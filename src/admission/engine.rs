use std::{collections::HashMap, time::Duration};

use tokio::sync::{mpsc, oneshot};

use super::{
    AdmissionSettings, Attributes,
    bucket::{Attribution, Bucket, BucketSnapshot, FairnessKey, LimitState},
    clock::{FrameClock, FrameTick},
    controller::Permit,
    internal_event::{
        AdmissionDecision, AdmissionDecisionHandle, BucketTransition, BucketTransitionHandle,
        ClaimCompleted, ClaimCompletedHandle, CompletionData, CompletionKind, Decision,
        FrameRotated, FrameRotatedHandle, InternalEventHandle, RegisterInternalEvent,
        RotationData, TransitionData,
    },
    store::BucketStore,
};

pub(crate) type ClaimId = u64;

/// A request for admission, answered exactly once.
#[derive(Debug)]
pub(crate) struct ClaimAttempt {
    pub(crate) attributes: Attributes,
    pub(crate) answer: oneshot::Sender<Answer>,
}

#[derive(Debug)]
pub(crate) enum Answer {
    Admitted(Permit),
    Rejected,
    Closed,
}

#[derive(Clone, Copy, Debug, PartialEq, Eq)]
pub(crate) enum Outcome {
    Success,
    Failure,
    /// The permit was dropped unreleased, or never reached the claimer.
    Abandoned,
}

/// Reported by a [`Permit`] when the guarded operation finished.
#[derive(Debug)]
pub(crate) struct Completion {
    pub(crate) id: ClaimId,
    pub(crate) outcome: Outcome,
    pub(crate) latency: Duration,
}

#[derive(Debug)]
pub(crate) enum Control {
    Close {
        drained: oneshot::Sender<()>,
    },
    Inspect {
        key: FairnessKey,
        reply: oneshot::Sender<Option<BucketSnapshot>>,
    },
}

/// Keys touched by an admitted claim and the frame it was admitted in.
#[derive(Debug)]
struct PendingClaim {
    keys: Vec<FairnessKey>,
    frame: u64,
}

/// Sole owner of all bucket state.
///
/// Completions, control messages, frame ticks and claims are consumed one at a
/// time, in that priority, so every bucket sees a single total order of
/// admissions, completions and rotations.
pub(crate) struct Engine {
    settings: AdmissionSettings,
    store: BucketStore,
    pending: HashMap<ClaimId, PendingClaim>,
    next_claim: ClaimId,
    frame: u64,

    clock: FrameClock,
    claims: mpsc::Receiver<ClaimAttempt>,
    completions: mpsc::UnboundedReceiver<Completion>,
    // Handed to every permit.
    completion_tx: mpsc::UnboundedSender<Completion>,
    control: mpsc::UnboundedReceiver<Control>,

    closing: bool,
    detached: bool,
    drain_waiters: Vec<oneshot::Sender<()>>,

    decisions: AdmissionDecisionHandle,
    completed: ClaimCompletedHandle,
    transitions: BucketTransitionHandle,
    rotations: FrameRotatedHandle,
}

impl Engine {
    pub(crate) fn new(
        settings: AdmissionSettings,
        clock: FrameClock,
        claims: mpsc::Receiver<ClaimAttempt>,
        completion_tx: mpsc::UnboundedSender<Completion>,
        completions: mpsc::UnboundedReceiver<Completion>,
        control: mpsc::UnboundedReceiver<Control>,
    ) -> Self {
        Self {
            settings,
            store: BucketStore::default(),
            pending: HashMap::new(),
            next_claim: 0,
            frame: 0,
            clock,
            claims,
            completions,
            completion_tx,
            control,
            closing: false,
            detached: false,
            drain_waiters: Vec::new(),
            decisions: AdmissionDecision.register(),
            completed: ClaimCompleted.register(),
            transitions: BucketTransition.register(),
            rotations: FrameRotated.register(),
        }
    }

    pub(crate) async fn run(mut self) {
        debug!(message = "Admission engine started.");

        loop {
            tokio::select! {
                biased;

                Some(completion) = self.completions.recv() => self.complete(completion),
                Some(control) = self.control.recv() => self.handle_control(control),
                Some(tick) = self.clock.next() => self.rotate(tick),
                claim = self.claims.recv(), if !self.detached => match claim {
                    Some(attempt) => self.claim(attempt),
                    None => {
                        debug!(message = "All controller handles dropped; finishing once drained.");
                        self.detached = true;
                    }
                },
                else => break,
            }

            if (self.closing || self.detached) && self.pending.is_empty() {
                break;
            }
        }

        for waiter in self.drain_waiters.drain(..) {
            let _ = waiter.send(());
        }
        info!(message = "Admission engine stopped.", frame = self.frame, buckets = self.store.len());
    }

    fn claim(&mut self, attempt: ClaimAttempt) {
        let ClaimAttempt { attributes, answer } = attempt;

        if self.closing {
            self.decisions.emit(Decision::Closed);
            let _ = answer.send(Answer::Closed);
            return;
        }

        if answer.is_closed() {
            trace!(message = "Claimer left before a decision; skipping.");
            return;
        }

        let keys = BucketStore::keys_for(&attributes);
        let settings = self.settings;
        // Resolve every bucket, even after the first one without room.
        let admissible = keys
            .iter()
            .fold(true, |ok, key| self.store.bucket_for(key).has_room(&settings) && ok);

        if !admissible {
            debug!(message = "Claim rejected.", ?attributes, frame = self.frame);
            self.decisions.emit(Decision::Rejected);
            let _ = answer.send(Answer::Rejected);
            return;
        }

        for key in &keys {
            self.store.bucket_for(key).admit();
        }

        let id = self.next_claim;
        self.next_claim += 1;
        self.pending.insert(
            id,
            PendingClaim {
                keys,
                frame: self.frame,
            },
        );
        self.decisions.emit(Decision::Admitted);

        let permit = Permit::new(id, self.completion_tx.clone());
        if let Err(Answer::Admitted(permit)) = answer.send(Answer::Admitted(permit)) {
            // Cancellation won the race against delivery.
            permit.disarm();
            debug!(message = "Admission not delivered; rolling back.", claim = id);
            self.finish(id, Outcome::Abandoned, Duration::ZERO);
        }
    }

    fn complete(&mut self, completion: Completion) {
        let Completion {
            id,
            outcome,
            latency,
        } = completion;
        self.finish(id, outcome, latency);
    }

    fn finish(&mut self, id: ClaimId, outcome: Outcome, latency: Duration) {
        let Some(pending) = self.pending.remove(&id) else {
            debug!(message = "Ignoring completion for unknown claim.", claim = id);
            return;
        };

        let attribution = if pending.frame == self.frame {
            Some(Attribution::Current)
        } else if pending.frame + 1 == self.frame {
            Some(Attribution::Last)
        } else {
            None
        };

        let Some(attribution) = attribution else {
            for key in &pending.keys {
                if let Some(bucket) = self.store.get_mut(key) {
                    bucket.release_stale();
                }
            }
            self.completed.emit(CompletionData {
                kind: CompletionKind::Stale,
                latency,
            });
            return;
        };

        for key in &pending.keys {
            let Some(bucket) = self.store.get_mut(key) else {
                continue;
            };
            let settled = match outcome {
                Outcome::Abandoned => bucket.abandon(attribution),
                Outcome::Success => bucket.complete(attribution, false, latency),
                Outcome::Failure => bucket.complete(attribution, true, latency),
            };
            if let Some(to) = settled {
                self.transitions.emit(TransitionData {
                    key: key.clone(),
                    from: LimitState::Probe,
                    to,
                });
            }
        }

        let kind = match outcome {
            Outcome::Success => CompletionKind::Success,
            Outcome::Failure => CompletionKind::Failure,
            Outcome::Abandoned => CompletionKind::Abandoned,
        };
        self.completed.emit(CompletionData { kind, latency });
        trace!(message = "Claim completed.", claim = id, ?outcome, ?attribution, outstanding = self.pending.len());
    }

    fn rotate(&mut self, tick: FrameTick) {
        self.frame += 1;

        let transitions = &self.transitions;
        let summary = self.store.rotate_all(&self.settings, |key, from, to| {
            transitions.emit(TransitionData { key, from, to })
        });

        self.rotations.emit(RotationData {
            frame: self.frame,
            buckets: summary.buckets,
            blocked: summary.blocked,
            probing: summary.probing,
            evicted: summary.evicted,
            outstanding: self.pending.len() as u64,
        });
        trace!(message = "Frame boundary.", frame = self.frame, at = ?tick.at);
        tick.acknowledge();
    }

    fn handle_control(&mut self, control: Control) {
        match control {
            Control::Close { drained } => {
                if !self.closing {
                    info!(
                        message = "Closing admission controller; draining outstanding claims.",
                        outstanding = self.pending.len()
                    );
                    self.closing = true;
                }
                self.drain_waiters.push(drained);
            }
            Control::Inspect { key, reply } => {
                let _ = reply.send(self.store.get(&key).map(Bucket::snapshot));
            }
        }
    }
}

------------------------------------------------------------

[Exercise prompt] Reproduce exactly the section above that begins at the line containing "fn complete(&mut self, completion: Completion)" and ends at the line containing "let Some(attribution) = attribution", leaving out all other lines.

[Your response]
    fn complete(&mut self, completion: Completion) {
        let Completion {
            id,
            outcome,
            latency,
        } = completion;
        self.finish(id, outcome, latency);
    }

    fn finish(&mut self, id: ClaimId, outcome: Outcome, latency: Duration) {
        let Some(pending) = self.pending.remove(&id) else {
            debug!(message = "Ignoring completion for unknown claim.", claim = id);
            return;
        };

        let attribution = if pending.frame == self.frame {
            Some(Attribution::Current)
        } else if pending.frame + 1 == self.frame {
            Some(Attribution::Last)
        } else {
            None
        };

        let Some(attribution) = attribution else {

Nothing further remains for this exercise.